🔥11🔥

185 10 0
                                    

Xavira masih terheran-heran dengan bagaimana seorang figuran dalam novel—yang namanya hanya disebut sekali dan latar belakangnya tidak dijelaskan secara mendalam—bisa memiliki dampak yang begitu besar. Ia terus memikirkan pertanyaan tersebut saat ia dibawa ke sebuah lokasi yang tampak seperti pabrik besar dan megah. Bangunan itu menjulang tinggi, dengan dinding-dinding beton yang dingin dan jendela-jendela yang tertutup rapat, memberi kesan industrial yang sangat kuat.

Saat itu, Xavira ditemani oleh Jun, seorang pria bertubuh kekar dan berpenampilan rapi. Jun adalah salah satu anak buah dari penelepon yang menghubungi Xavira sebelumnya. Ia tampak tenang dan profesional, dengan senyum yang tidak pernah pudar di wajahnya.

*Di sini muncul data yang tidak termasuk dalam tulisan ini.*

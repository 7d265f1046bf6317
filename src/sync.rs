//! Loading pools from the chain and keeping them fresh.

use crate::chain::ChainSource;
use crate::engine::{EngineHandle, EngineMessage};
use crate::errors::Result;
use crate::pool::PoolUpdate;
use crate::utils::unix_now;
use ethers::types::Address;
use futures::future::join_all;
use std::sync::Arc;
use std::time::Duration;
use tokio::task::JoinHandle;
use tracing::{info, warn};

/// Fetch every pool concurrently and upsert the ones that loaded.
/// Returns the addresses that loaded.
pub async fn load_pools(
    chain: &dyn ChainSource,
    engine: &EngineHandle,
    pools: &[Address],
) -> Result<Vec<Address>> {
    let fetched = join_all(pools.iter().map(|pool| chain.fetch_pool(*pool))).await;
    let mut loaded = Vec::with_capacity(pools.len());
    for (pool, result) in pools.iter().zip(fetched) {
        match result {
            Ok(snapshot) => {
                info!(?pool, name = %snapshot.name, "[INIT] pool loaded");
                engine.dispatch(EngineMessage::Pool(PoolUpdate::Upsert(snapshot)))?;
                loaded.push(*pool);
            }
            Err(e) => warn!(?pool, error = %e, "[INIT] pool fetch failed, skipping"),
        }
    }
    Ok(loaded)
}

/// Load the initial pool set and mark it initialised.
pub async fn initialise(
    chain: &dyn ChainSource,
    engine: &EngineHandle,
    pools: &[Address],
) -> Result<Vec<Address>> {
    let loaded = load_pools(chain, engine, pools).await?;
    engine.dispatch(EngineMessage::Pool(PoolUpdate::SetInitialised(true)))?;
    info!(requested = pools.len(), loaded = loaded.len(), "[INIT] pools initialised");
    Ok(loaded)
}

/// Fetch `account`'s token balances and approvals for every loaded pool.
pub async fn refresh_balances(
    chain: &dyn ChainSource,
    engine: &EngineHandle,
    account: Address,
) -> Result<()> {
    let pools = engine.pools();
    for snapshot in pools.pools.values() {
        match chain.fetch_token_balances(snapshot, account).await {
            Ok(balances) => {
                engine.dispatch(EngineMessage::Pool(PoolUpdate::SetTokenBalances {
                    pool: snapshot.address,
                    balances,
                }))?;
            }
            Err(e) => warn!(pool = ?snapshot.address, error = %e, "[INIT] balance fetch failed"),
        }
    }
    Ok(())
}

/// One resync pass: re-fetch loaded pools, then expire commits whose upkeep
/// deadline passed more than `grace` ago.
pub async fn resync(chain: &dyn ChainSource, engine: &EngineHandle, grace: Duration) -> Result<()> {
    let pools: Vec<Address> = engine.pools().pools.keys().copied().collect();
    let loaded = load_pools(chain, engine, &pools).await?;
    let before = unix_now().saturating_sub(grace.as_secs());
    engine.dispatch(EngineMessage::ExpireCommits { before })?;
    info!(pools = loaded.len(), before, "[RESYNC] pass complete");
    Ok(())
}

/// Spawn a background task running [`resync`] every `interval`.
pub fn spawn_resync_watcher(
    chain: Arc<dyn ChainSource>,
    engine: EngineHandle,
    interval: Duration,
    grace: Duration,
) -> JoinHandle<()> {
    tokio::spawn(async move {
        let mut ticker = tokio::time::interval(interval);
        ticker.tick().await;
        loop {
            ticker.tick().await;
            if let Err(e) = resync(chain.as_ref(), &engine, grace).await {
                warn!(error = %e, "[RESYNC] stopping");
                break;
            }
        }
    })
}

"Tuan Paris akan datang beberapa saat lagi. Ia sedang menyelesaikan beberapa urusan dengan bawahannya," ujar Jun, suaranya terdengar ramah dan sopan. "Sementara itu, silakan Bos Xavira duduk. Saya akan membuatkan kopi hitam seperti biasa."

Xavira mengangguk singkat, tetapi kemudian mengganti permintaannya. "Ganti, aku sedang ingin meminum teh leci."

Jun mengangguk mengerti dan dengan cepat pergi ke ruang lain di dalam pabrik untuk memenuhi permintaan Xavira. Xavira melangkah ke ruang tunggu yang sederhana namun fungsional. Ruang tersebut dilengkapi dengan beberapa kursi kulit yang menghadap ke meja kopi yang bersih. Di dinding, ada beberapa poster industri yang tampak sudah usang, dan lampu-lampu neon berpendar lembut memberikan penerangan yang dingin dan tidak hangat.

Xavira duduk di salah satu kursi yang empuk, mencoba membuat dirinya nyaman di tempat yang tampaknya tidak terlalu bersahabat. Sambil menunggu, ia memandangi sekitar ruang tunggu. Dari sini, ia bisa melihat ke luar jendela besar yang menghadap ke area pabrik yang lebih luas, dengan mesin-mesin besar dan barang-barang yang tersimpan di rak-rak tinggi.

Dia merasa jantungnya berdebar-debar, penuh dengan rasa penasaran dan ketidakpastian. Xavira mulai meragukan keputusannya untuk datang ke sini. Namun, dia tahu bahwa dia harus mengetahui lebih banyak tentang apa yang sebenarnya terjadi di balik layar, terutama terkait dengan bisnis ilegal yang telah dia temui dan pihak-pihak yang terlibat.

Beberapa menit kemudian, Jun kembali dengan secangkir teh leci yang beraroma harum. Teh tersebut diletakkan di meja di depan Xavira, dan Jun memberikan senyuman sopan sebelum mundur beberapa langkah.

"Silakan, Bos. Jika ada yang Anda butuhkan, jangan ragu untuk memberi tahu saya."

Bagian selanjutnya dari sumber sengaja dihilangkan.